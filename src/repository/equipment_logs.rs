//! Equipment logs repository
//!
//! Every read joins the equipment name so the list never needs a second lookup.

use chrono::{NaiveDate, NaiveTime, Utc};
use sqlx::{Pool, Postgres};

use crate::{
    error::{map_write_error, AppError, AppResult},
    models::{
        equipment_log::{CreateEquipmentLog, EquipmentLog, UpdateEquipmentLog},
        parse_date, parse_time,
    },
};

const SELECT_JOINED: &str = r#"
    SELECT l.id, l.log_date, l.log_time, l.equipment_id, e.name AS equipment_name,
           l.activity, l.notes, l.documentation_url, l.responsible_person,
           l.created_at, l.updated_at
    FROM equipment_logs l
    LEFT JOIN equipment e ON e.id = l.equipment_id
"#;

#[derive(Clone)]
pub struct EquipmentLogsRepository {
    pool: Pool<Postgres>,
}

impl EquipmentLogsRepository {
    pub fn new(pool: Pool<Postgres>) -> Self {
        Self { pool }
    }

    /// List all logs, most recent first
    pub async fn list(&self) -> AppResult<Vec<EquipmentLog>> {
        let query = format!("{} ORDER BY l.log_date DESC, l.log_time DESC, l.id DESC", SELECT_JOINED);
        let rows = sqlx::query_as::<_, EquipmentLog>(&query)
            .fetch_all(&self.pool)
            .await?;
        Ok(rows)
    }

    pub async fn count(&self) -> AppResult<i64> {
        let count: i64 = sqlx::query_scalar("SELECT COUNT(*) FROM equipment_logs")
            .fetch_one(&self.pool)
            .await?;
        Ok(count)
    }

    /// Get a log entry by ID
    pub async fn get_by_id(&self, id: i32) -> AppResult<EquipmentLog> {
        let query = format!("{} WHERE l.id = $1", SELECT_JOINED);
        sqlx::query_as::<_, EquipmentLog>(&query)
            .bind(id)
            .fetch_optional(&self.pool)
            .await?
            .ok_or_else(|| AppError::NotFound(format!("Equipment log {} not found", id)))
    }

    /// Create a log entry
    pub async fn create(&self, data: &CreateEquipmentLog) -> AppResult<EquipmentLog> {
        let log_date = parse_date("log_date", &data.log_date)?;
        let log_time = parse_time("log_time", &data.log_time)?;

        let row = sqlx::query_scalar::<_, i32>(
            r#"
            INSERT INTO equipment_logs (
                log_date, log_time, equipment_id, activity,
                notes, documentation_url, responsible_person
            ) VALUES ($1, $2, $3, $4, $5, $6, $7)
            RETURNING id
            "#,
        )
        .bind(log_date)
        .bind(log_time)
        .bind(data.equipment_id)
        .bind(&data.activity)
        .bind(&data.notes)
        .bind(&data.documentation_url)
        .bind(&data.responsible_person)
        .fetch_one(&self.pool)
        .await
        .map_err(|e| map_write_error(e, "Equipment log"))?;

        self.get_by_id(row).await
    }

    /// Update the provided fields of a log entry
    pub async fn update(&self, id: i32, data: &UpdateEquipmentLog) -> AppResult<EquipmentLog> {
        let log_date: Option<NaiveDate> = data
            .log_date
            .as_deref()
            .map(|s| parse_date("log_date", s))
            .transpose()?;
        let log_time: Option<NaiveTime> = data
            .log_time
            .as_deref()
            .map(|s| parse_time("log_time", s))
            .transpose()?;

        let now = Utc::now();
        let mut sets = vec!["updated_at = $1".to_string()];
        let mut idx = 2;

        macro_rules! add_f {
            ($field:expr, $name:expr) => {
                if $field.is_some() { sets.push(format!("{} = ${}", $name, idx)); idx += 1; }
            };
        }

        add_f!(log_date, "log_date");
        add_f!(log_time, "log_time");
        add_f!(data.equipment_id, "equipment_id");
        add_f!(data.activity, "activity");
        add_f!(data.notes, "notes");
        add_f!(data.documentation_url, "documentation_url");
        add_f!(data.responsible_person, "responsible_person");

        let query = format!(
            "UPDATE equipment_logs SET {} WHERE id = ${} RETURNING id",
            sets.join(", "),
            idx
        );

        let mut builder = sqlx::query_scalar::<_, i32>(&query).bind(now);
        if let Some(d) = log_date { builder = builder.bind(d); }
        if let Some(t) = log_time { builder = builder.bind(t); }
        if let Some(eq) = data.equipment_id { builder = builder.bind(eq); }
        if let Some(ref v) = data.activity { builder = builder.bind(v); }
        if let Some(ref v) = data.notes { builder = builder.bind(v); }
        if let Some(ref v) = data.documentation_url { builder = builder.bind(v); }
        if let Some(ref v) = data.responsible_person { builder = builder.bind(v); }

        let updated = builder
            .bind(id)
            .fetch_optional(&self.pool)
            .await
            .map_err(|e| map_write_error(e, "Equipment log"))?
            .ok_or_else(|| AppError::NotFound(format!("Equipment log {} not found", id)))?;

        self.get_by_id(updated).await
    }

    /// Delete a log entry
    pub async fn delete(&self, id: i32) -> AppResult<()> {
        let result = sqlx::query("DELETE FROM equipment_logs WHERE id = $1")
            .bind(id)
            .execute(&self.pool)
            .await?;
        if result.rows_affected() == 0 {
            return Err(AppError::NotFound(format!("Equipment log {} not found", id)));
        }
        Ok(())
    }
}
//! Typed page core for the administration front end.
//!
//! A page resolves the session once, asks the [`Navigator`] whether its route
//! is allowed, then drives a [`ListStore`] against a [`Backend`] (normally the
//! HTTP [`ApiClient`]).

pub mod backend;
pub mod navigator;
pub mod resource;
pub mod store;

pub use backend::{ApiClient, Backend};
pub use navigator::{Navigation, Navigator, SessionState};
pub use resource::Resource;
pub use store::{Confirm, FetchMode, FetchTicket, ListStore, MutationOutcome, Notice, PageState};
//! Complaints repository

use chrono::Utc;
use sqlx::{Pool, Postgres};

use crate::{
    error::{AppError, AppResult},
    models::complaint::{Complaint, CreateComplaint, UpdateComplaint},
};

#[derive(Clone)]
pub struct ComplaintsRepository {
    pool: Pool<Postgres>,
}

impl ComplaintsRepository {
    pub fn new(pool: Pool<Postgres>) -> Self {
        Self { pool }
    }

    /// List all complaints, newest first
    pub async fn list(&self) -> AppResult<Vec<Complaint>> {
        let rows = sqlx::query_as::<_, Complaint>(
            "SELECT * FROM complaints ORDER BY created_at DESC, id DESC"
        )
        .fetch_all(&self.pool)
        .await?;
        Ok(rows)
    }

    pub async fn get_by_id(&self, id: i32) -> AppResult<Complaint> {
        sqlx::query_as::<_, Complaint>("SELECT * FROM complaints WHERE id = $1")
            .bind(id)
            .fetch_optional(&self.pool)
            .await?
            .ok_or_else(|| AppError::NotFound(format!("Complaint {} not found", id)))
    }

    /// File a new complaint. Status always starts at `Baru`.
    pub async fn create(&self, data: &CreateComplaint) -> AppResult<Complaint> {
        let row = sqlx::query_as::<_, Complaint>(
            r#"
            INSERT INTO complaints (title, description, reporter, location, status, documentation_url)
            VALUES ($1, $2, $3, $4, $5, $6)
            RETURNING *
            "#,
        )
        .bind(&data.title)
        .bind(&data.description)
        .bind(&data.reporter)
        .bind(&data.location)
        .bind(crate::models::enums::ComplaintStatus::default())
        .bind(&data.documentation_url)
        .fetch_one(&self.pool)
        .await?;
        Ok(row)
    }

    pub async fn update(&self, id: i32, data: &UpdateComplaint) -> AppResult<Complaint> {
        let now = Utc::now();
        let mut sets = vec!["updated_at = $1".to_string()];
        let mut idx = 2;

        macro_rules! add_field {
            ($field:expr, $name:expr) => {
                if $field.is_some() {
                    sets.push(format!("{} = ${}", $name, idx));
                    idx += 1;
                }
            };
        }

        add_field!(data.title, "title");
        add_field!(data.description, "description");
        add_field!(data.reporter, "reporter");
        add_field!(data.location, "location");
        add_field!(data.status, "status");
        add_field!(data.documentation_url, "documentation_url");

        let query = format!("UPDATE complaints SET {} WHERE id = ${} RETURNING *", sets.join(", "), idx);

        let mut builder = sqlx::query_as::<_, Complaint>(&query).bind(now);

        macro_rules! bind_field {
            ($field:expr) => {
                if let Some(ref val) = $field {
                    builder = builder.bind(val);
                }
            };
        }

        bind_field!(data.title);
        bind_field!(data.description);
        bind_field!(data.reporter);
        bind_field!(data.location);
        bind_field!(data.status);
        bind_field!(data.documentation_url);

        builder
            .bind(id)
            .fetch_optional(&self.pool)
            .await?
            .ok_or_else(|| AppError::NotFound(format!("Complaint {} not found", id)))
    }

    pub async fn delete(&self, id: i32) -> AppResult<()> {
        let result = sqlx::query("DELETE FROM complaints WHERE id = $1")
            .bind(id)
            .execute(&self.pool)
            .await?;
        if result.rows_affected() == 0 {
            return Err(AppError::NotFound(format!("Complaint {} not found", id)));
        }
        Ok(())
    }
}
//! Equipment maintenance log model

use chrono::{DateTime, NaiveDate, NaiveTime, Utc};
use serde::{Deserialize, Serialize};
use sqlx::FromRow;
use utoipa::ToSchema;
use validator::Validate;

use crate::filter::Searchable;

/// Maintenance log entry, joined with the name of the equipment it refers to
#[derive(Debug, Clone, Serialize, Deserialize, FromRow, ToSchema)]
pub struct EquipmentLog {
    pub id: i32,
    pub log_date: NaiveDate,
    pub log_time: NaiveTime,
    pub equipment_id: i32,
    /// Joined from `equipment.name`
    pub equipment_name: Option<String>,
    /// What was done (inspection, repair, calibration, ...)
    pub activity: String,
    pub notes: Option<String>,
    /// Link to photos or reports
    pub documentation_url: Option<String>,
    pub responsible_person: String,
    pub created_at: DateTime<Utc>,
    pub updated_at: DateTime<Utc>,
}

/// Create log request
#[derive(Debug, Serialize, Deserialize, Validate, ToSchema)]
pub struct CreateEquipmentLog {
    /// Date (YYYY-MM-DD)
    pub log_date: String,
    /// Time (HH:MM)
    pub log_time: String,
    pub equipment_id: i32,
    #[validate(length(min = 1, message = "Activity is required"))]
    pub activity: String,
    pub notes: Option<String>,
    #[validate(url(message = "Invalid documentation link"))]
    pub documentation_url: Option<String>,
    #[validate(length(min = 1, message = "Responsible person is required"))]
    pub responsible_person: String,
}

/// Update log request
#[derive(Debug, Default, Serialize, Deserialize, Validate, ToSchema)]
pub struct UpdateEquipmentLog {
    pub log_date: Option<String>,
    pub log_time: Option<String>,
    pub equipment_id: Option<i32>,
    #[validate(length(min = 1, message = "Activity cannot be empty"))]
    pub activity: Option<String>,
    pub notes: Option<String>,
    #[validate(url(message = "Invalid documentation link"))]
    pub documentation_url: Option<String>,
    pub responsible_person: Option<String>,
}

impl Searchable for EquipmentLog {
    fn search_fields(&self) -> Vec<&str> {
        let mut fields = vec![self.activity.as_str(), self.responsible_person.as_str()];
        fields.extend(self.equipment_name.as_deref());
        fields
    }

    fn record_date(&self) -> Option<NaiveDate> {
        Some(self.log_date)
    }
}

....

Activity
Extract every line containing the string "required" from the data above.

Solution for this problem
    #[validate(length(min = 1, message = "Activity is required"))]
    #[validate(length(min = 1, message = "Responsible person is required"))]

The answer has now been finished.